In the current model it was decided that the overall replacement rate was kept at 30%, independent of the ketosis situation. As a consequence, cows with ketosis were sometimes culled whereas cows without ketosis (which otherwise would have been culled) were kept longer. The costs of culling therefore represent the costs for a less optimal culling policy. Although this is not optimal from an economic point of view, it largely represents the approach many farmers use in practice and was also used by Rutten et al. [16]. This way of modeling culling may therefore provide more realistic results than the assumption of optimal culling decisions used in other models (e.g., [29]).
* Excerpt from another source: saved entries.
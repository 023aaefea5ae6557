//! State shared by the main loop and the two periodic tasks.

use core::cell::RefCell;

use critical_section::Mutex;
use embassy_sync::{blocking_mutex::raw::CriticalSectionRawMutex, signal::Signal};

use crate::countdown::CountdownState;
use crate::digit_buffer::DigitBuffer;
use crate::mode::Mode;
use crate::relay::RelayCommand;

/// Everything that more than one flow of control touches.
#[derive(Debug)]
pub struct SharedCore {
    pub mode: Mode,
    pub buffer: DigitBuffer,
    pub countdown: CountdownState,
}

impl SharedCore {
    const fn new() -> Self {
        Self {
            mode: Mode::Countdown,
            buffer: DigitBuffer::empty(),
            countdown: CountdownState::new(),
        }
    }
}

/// Static for the appliance: one per device, created with [`SharedState::new_static`].
///
/// All reads and writes of [`SharedCore`] run inside a critical section, so the multiplexer can
/// never see a half-written buffer and the countdown tick can never interleave with a keypress.
pub struct SharedState {
    core: Mutex<RefCell<SharedCore>>,
    relay_requests: Signal<CriticalSectionRawMutex, RelayCommand>,
}

impl SharedState {
    #[must_use]
    pub const fn new_static() -> Self {
        Self {
            core: Mutex::new(RefCell::new(SharedCore::new())),
            relay_requests: Signal::new(),
        }
    }

    /// Runs `f` with exclusive access to the shared core.
    ///
    /// Keep `f` short: the display refresh waits for it.
    pub fn with<R>(&self, f: impl FnOnce(&mut SharedCore) -> R) -> R {
        critical_section::with(|cs| f(&mut self.core.borrow_ref_mut(cs)))
    }

    /// A consistent copy of what the multiplexer needs.
    #[must_use]
    pub fn snapshot(&self) -> (Mode, DigitBuffer) {
        self.with(|core| (core.mode, core.buffer))
    }

    #[must_use]
    pub fn mode(&self) -> Mode {
        self.with(|core| core.mode)
    }

    /// Replaces the whole digit buffer.
    pub fn set_buffer(&self, buffer: DigitBuffer) {
        self.with(|core| core.buffer = buffer);
    }

    /// Asks the countdown tick task, which owns the relay, to act on its next tick.
    pub fn request_relay(&self, command: RelayCommand) {
        self.relay_requests.signal(command);
    }

    pub(crate) fn take_relay_request(&self) -> Option<RelayCommand> {
        self.relay_requests.try_take()
    }
}

impl Default for SharedState {
    fn default() -> Self {
        Self::new_static()
    }
}
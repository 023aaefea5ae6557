//! Countdown timer / calculator firmware.
//!
//! Runs on a Raspberry Pi Pico (RP2040) or Pico 2 (RP235x). Build with `cargo xtask uf2`.
#![no_std]
#![no_main]
#![expect(clippy::future_not_send, reason = "Single-threaded")]

use core::convert::Infallible;

use defmt::info;
use defmt_rtt as _;
use embassy_executor::Spawner;
use embassy_time::{Instant, Timer};
use panic_probe as _;
use timer_calc::{
    Appliance, Dispatch, Hardware, MAIN_LOOP_DELAY, MODE_SWITCH_SETTLE, Result, SharedState,
    spawn_countdown_clock, spawn_display_multiplexer,
};

#[cfg(feature = "pico2")]
#[expect(unsafe_code, reason = "The boot ROM looks for the image definition in this section")]
#[unsafe(link_section = ".start_block")]
#[used]
pub static IMAGE_DEF: embassy_rp::block::ImageDef = embassy_rp::block::ImageDef::secure_exe();

#[embassy_executor::main]
pub async fn main(spawner: Spawner) -> ! {
    // If it returns, something went wrong.
    let err = inner_main(spawner).await.unwrap_err();
    panic!("{err}");
}

async fn inner_main(spawner: Spawner) -> Result<Infallible> {
    static SHARED: SharedState = SharedState::new_static();

    let Hardware {
        display,
        mut keypad,
        relay,
        mut modes,
    } = Hardware::default();

    spawn_display_multiplexer(&SHARED, display, spawner)?;
    spawn_countdown_clock(&SHARED, relay, spawner)?;
    info!("timer-calc running in {}", SHARED.mode());

    let mut appliance = Appliance::new();
    loop {
        let outcome = appliance.poll(&SHARED, &mut keypad, &mut modes, Instant::now())?;
        if let Some((key, dispatch)) = outcome.key {
            info!("key {} -> {}", key, dispatch);
            if matches!(dispatch, Dispatch::Calculator(_)) && appliance.calculator().is_error() {
                info!("calculator showing ERROR");
            }
        }
        if let Some(mode) = outcome.switched_to {
            info!("mode switched to {}", mode);
            Timer::after(MODE_SWITCH_SETTLE).await;
        }
        Timer::after(MAIN_LOOP_DELAY).await;
    }
}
As a consequence, costs of culling in the current study are lower than in studies that assumed optimal culling decisions, e.g., [30].
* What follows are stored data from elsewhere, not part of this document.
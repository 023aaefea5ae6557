//! Pin map for the Pico board.
//!
//! | Signal                          | Pins          |
//! |---------------------------------|---------------|
//! | Digit select, position 0..7     | GP0..GP7      |
//! | Segments A..G, decimal point    | GP8..GP15     |
//! | Keypad rows 0..3 (driven)       | GP16..GP19    |
//! | Keypad columns 0..3 (pulled up) | GP20..22, 26  |
//! | Relay                           | GP25          |
//! | Timer / calculator selector     | GP27 / GP28   |

use embassy_rp::gpio::{Input, Level, Output, Pull};
use embassy_time::Delay;

use crate::display::{DisplayWiring, OutputArray, SegmentDisplay};
use crate::keypad::Keypad4x4;
use crate::mode::ModeSwitch;
use crate::relay::RelayPin;

pub type BoardDisplay = SegmentDisplay<Output<'static>, Output<'static>>;
pub type BoardKeypad = Keypad4x4<Output<'static>, Input<'static>, Delay>;
pub type BoardRelay = RelayPin<Output<'static>>;
pub type BoardModeSwitch = ModeSwitch<Input<'static>>;

pub struct Hardware {
    pub display: BoardDisplay,
    pub keypad: BoardKeypad,
    pub relay: BoardRelay,
    pub modes: BoardModeSwitch,
}

impl Default for Hardware {
    fn default() -> Self {
        let peripherals: embassy_rp::Peripherals =
            embassy_rp::init(embassy_rp::config::Config::default());

        // Common anode: cells start LOW (off), segments start HIGH (off).
        let cells = OutputArray::new([
            Output::new(peripherals.PIN_0, Level::Low),
            Output::new(peripherals.PIN_1, Level::Low),
            Output::new(peripherals.PIN_2, Level::Low),
            Output::new(peripherals.PIN_3, Level::Low),
            Output::new(peripherals.PIN_4, Level::Low),
            Output::new(peripherals.PIN_5, Level::Low),
            Output::new(peripherals.PIN_6, Level::Low),
            Output::new(peripherals.PIN_7, Level::Low),
        ]);

        let segments = OutputArray::new([
            Output::new(peripherals.PIN_8, Level::High),
            Output::new(peripherals.PIN_9, Level::High),
            Output::new(peripherals.PIN_10, Level::High),
            Output::new(peripherals.PIN_11, Level::High),
            Output::new(peripherals.PIN_12, Level::High),
            Output::new(peripherals.PIN_13, Level::High),
            Output::new(peripherals.PIN_14, Level::High),
            Output::new(peripherals.PIN_15, Level::High),
        ]);

        let display = SegmentDisplay::new(cells, segments, DisplayWiring::COMMON_ANODE);

        let rows = [
            Output::new(peripherals.PIN_16, Level::High),
            Output::new(peripherals.PIN_17, Level::High),
            Output::new(peripherals.PIN_18, Level::High),
            Output::new(peripherals.PIN_19, Level::High),
        ];
        let columns = [
            Input::new(peripherals.PIN_20, Pull::Up),
            Input::new(peripherals.PIN_21, Pull::Up),
            Input::new(peripherals.PIN_22, Pull::Up),
            Input::new(peripherals.PIN_26, Pull::Up),
        ];
        let keypad = Keypad4x4::new(rows, columns, Delay);

        let relay = RelayPin::new(Output::new(peripherals.PIN_25, Level::Low));

        // The selector has external pull-downs.
        let modes = ModeSwitch::new(
            Input::new(peripherals.PIN_28, Pull::None),
            Input::new(peripherals.PIN_27, Pull::None),
        );

        Self {
            display,
            keypad,
            relay,
            modes,
        }
    }
}
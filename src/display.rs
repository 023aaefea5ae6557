//! The physical 8-digit, 7-segment display.
//!
//! The multiplexer only ever asks for "glyph G, decimal point F, at position P" or "all dark";
//! [`SegmentDisplay`] turns that into pin levels for either common-anode or common-cathode parts.

use embedded_hal::digital::{OutputPin, PinState};

use crate::Result;
use crate::glyph::Glyph;
use crate::shared_constants::{CELL_COUNT, SEGMENT_COUNT};

mod output_array;
pub use output_array::OutputArray;

/// What the multiplexer needs from a display.
pub trait DisplayAdapter {
    /// Turns every position off.
    ///
    /// # Errors
    ///
    /// Returns an error if a pin cannot be driven.
    fn blank(&mut self) -> Result<()>;

    /// Lights `glyph` at `position`, with the decimal point if asked.
    ///
    /// # Errors
    ///
    /// Returns an error if a pin cannot be driven or `position` does not exist.
    fn light(&mut self, position: u8, glyph: Glyph, decimal_point: bool) -> Result<()>;
}

/// Active levels of the cell (digit-select) and segment lines.
#[cfg_attr(feature = "defmt", derive(defmt::Format))]
#[derive(Debug, Clone, Copy, PartialEq, Eq)]
pub struct DisplayWiring {
    pub cell_on: PinState,
    pub segment_on: PinState,
}

impl DisplayWiring {
    /// Shared anode per digit: select HIGH, segments sink LOW.
    pub const COMMON_ANODE: Self = Self {
        cell_on: PinState::High,
        segment_on: PinState::Low,
    };

    /// Shared cathode per digit: select LOW, segments source HIGH.
    pub const COMMON_CATHODE: Self = Self {
        cell_on: PinState::Low,
        segment_on: PinState::High,
    };
}

/// A multiplexed display driven straight from GPIO.
///
/// `cells[n]` selects position `n` (position 0 is the rightmost, least significant digit);
/// `segments` are A through G followed by the decimal point.
pub struct SegmentDisplay<C, S> {
    cells: OutputArray<C, CELL_COUNT>,
    segments: OutputArray<S, SEGMENT_COUNT>,
    wiring: DisplayWiring,
}

impl<C: OutputPin, S: OutputPin> SegmentDisplay<C, S> {
    pub const fn new(
        cells: OutputArray<C, CELL_COUNT>,
        segments: OutputArray<S, SEGMENT_COUNT>,
        wiring: DisplayWiring,
    ) -> Self {
        Self {
            cells,
            segments,
            wiring,
        }
    }
}

impl<C: OutputPin, S: OutputPin> DisplayAdapter for SegmentDisplay<C, S> {
    fn blank(&mut self) -> Result<()> {
        self.cells.set_all(!self.wiring.cell_on)?;
        self.segments.set_from_bits(0, self.wiring.segment_on)
    }

    fn light(&mut self, position: u8, glyph: Glyph, decimal_point: bool) -> Result<()> {
        self.segments
            .set_from_bits(glyph.bits(decimal_point), self.wiring.segment_on)?;
        self.cells
            .set_state_at_index(usize::from(position), self.wiring.cell_on)
    }
}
A few other studies investigated the economic consequences of different treatment strategies. They compared treatment strategies in combination with the testing of cows suspected of having SCK [7–9]. The current study performed a comparison of the different treatments after SCK or CK was diagnosed in order to reflect the current situation in Dutch dairy herds. Results showed that the treatment strategy in which all CK cases and half of the SCK cases were treated was economically the most attractive. Treating all CK and SCK cases was economically the least attractive strategy. This outcome depends, of course, on different input values and may vary between countries.
Conclusions
Average herd level ketosis costs (CK and SCK combined) were €3,613 per year for a default farm and €7,371 per year for a farm in the high-risk scenario. The costs for a single CK case were on average €709 (with 5 and 95 percentiles of €64 and €1,196, respectively), while the costs for a single SCK case were on average €150 (with 5 and 95 percentiles of €18 and €422, respectively) for the default farm. Results of the sensitivity analysis show that the probability of CK and SCK have the largest effect on the herd level ketosis costs and that using other percentages for production losses for CK and SCK had a relatively small effect on the herd level ketosis costs. Because of the high impact of the probability of ketosis at the herd level, from an economic point of view the prevention of ketosis on high-risk farms is an attractive option.